Darüber hinaus steht nun ein Kredit-Paket von sage und schreibe 75 Millionen fürs Profihockey und noch einmal der gleiche Betrag für den Breitensport bereit. Nie zuvor in der Geschichte ist unser Hockey so grosszügig vom Staat alimentiert worden.
Wenn der Spielbetrieb einmal wieder vor Publikum möglich ist, sollte während der ganzen Saison vor jeder Partie dem Staat mit einer Lautsprecher-Durchsage herzlich gedankt werden.
Doch das wird nicht passieren. Vielmehr gibt es massive Kritik. Sie kommt ausgerechnet von Peter Zahner (ZSC Lions) und Patrick Lengwiler (EV Zug) und ist inzwischen über verschiedene Medien (Zentralplus.ch, SonntagsZeitung) landesweit verbreitet worden. Sie ist lehrreich und erlaubt uns einen Einblick in das Denken einer abgehobenen Kaste.
So sagt Zugs Manager Patrick Lengwiler über das Kreditpaket: «Es war eine Nacht- und-Nebel-Aktion. Es musste schnell etwas formuliert werden, und das sieht man dem Papier an. Ich erfuhr am Freitag erstmals davon, am Montag bekamen wir es in einer Pause der Ligaversammlung vorgelegt und mussten zustimmen. Sonst gebe es gar nichts. Uns wurde die Pistole an die Brust gehalten.»
So ist das also: Wenn Hilfe von der Politik rasch und unbürokratisch geleistet wird, ist es eine Nacht- und Nebel-Aktion. Und schön, wenn einem für die Annahme eines millionenschweren Kreditpakets die Pistole an die Brust gehalten wird. Manchmal schafft man es umgekehrt nicht einmal, einen Kredit zu bekommen, wenn man einem Banker die Pistole an die Brust setzt. Ausser bei einem Banküberfall natürlich.
Weiter moniert Zugs Manager: «Es wird suggeriert, im Eishockey hätten alle exorbitante Löhne. Das stimmt überhaupt nicht.
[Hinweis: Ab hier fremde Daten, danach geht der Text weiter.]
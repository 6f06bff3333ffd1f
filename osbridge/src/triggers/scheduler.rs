//! Priority fire scheduler.
//!
//! Watcher fires queue here ordered by (priority desc, enqueue order asc);
//! the daemon's worker loop dequeues, consults the conflict resolver, and
//! submits the built plan to the executor.

use std::cmp::Ordering;
use std::collections::BinaryHeap;
use std::sync::atomic::{AtomicU64, Ordering as AtomicOrdering};
use std::sync::Mutex;
use tokio::sync::Notify;

use super::models::TriggerFireEvent;

#[derive(Debug)]
pub struct QueuedFire {
    pub trigger_id: String,
    pub priority: i32,
    pub event: TriggerFireEvent,
    seq: u64,
}

impl PartialEq for QueuedFire {
    fn eq(&self, other: &Self) -> bool {
        self.priority == other.priority && self.seq == other.seq
    }
}
impl Eq for QueuedFire {}

impl Ord for QueuedFire {
    fn cmp(&self, other: &Self) -> Ordering {
        // Max-heap: higher priority first, then earlier enqueue.
        self.priority
            .cmp(&other.priority)
            .then_with(|| other.seq.cmp(&self.seq))
    }
}

impl PartialOrd for QueuedFire {
    fn partial_cmp(&self, other: &Self) -> Option<Ordering> {
        Some(self.cmp(other))
    }
}

pub struct PriorityFireScheduler {
    queue: Mutex<BinaryHeap<QueuedFire>>,
    notify: Notify,
    seq: AtomicU64,
}

impl PriorityFireScheduler {
    pub fn new() -> Self {
        Self {
            queue: Mutex::new(BinaryHeap::new()),
            notify: Notify::new(),
            seq: AtomicU64::new(0),
        }
    }

    pub fn enqueue(&self, trigger_id: &str, priority: i32, event: TriggerFireEvent) {
        let fire = QueuedFire {
            trigger_id: trigger_id.to_string(),
            priority,
            event,
            seq: self.seq.fetch_add(1, AtomicOrdering::Relaxed),
        };
        if let Ok(mut queue) = self.queue.lock() {
            queue.push(fire);
        }
        self.notify.notify_one();
    }

    /// Await the next fire, highest priority first.
    pub async fn next(&self) -> QueuedFire {
        loop {
            if let Some(fire) = self.queue.lock().ok().and_then(|mut q| q.pop()) {
                return fire;
            }
            self.notify.notified().await;
        }
    }

    pub fn len(&self) -> usize {
        self.queue.lock().map(|q| q.len()).unwrap_or(0)
    }

    pub fn is_empty(&self) -> bool {
        self.len() == 0
    }
}

impl Default for PriorityFireScheduler {
    fn default() -> Self {
        Self::new()
    }
}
Ich habe 117 Vollzeitangestellte, davon rund 25 für die erste Mannschaft. Da verdienen einige sehr gut, andere weniger. Und die restlichen Mitarbeiter haben alle ganz normale Löhne. Wenn das Bundesamt für Sport nicht begreift, wie viele Leute an einem Proficlub hängen, enttäuscht mich das.»
Eine interessante Sicht der Dinge. Kein Mensch hat auch nur daran gedacht, dass die Frauen und Männer an der Abendkasse oder in der Gastronomie oder im Zeitnehmerhäuschen oder im Büro exorbitante Löhne beziehen.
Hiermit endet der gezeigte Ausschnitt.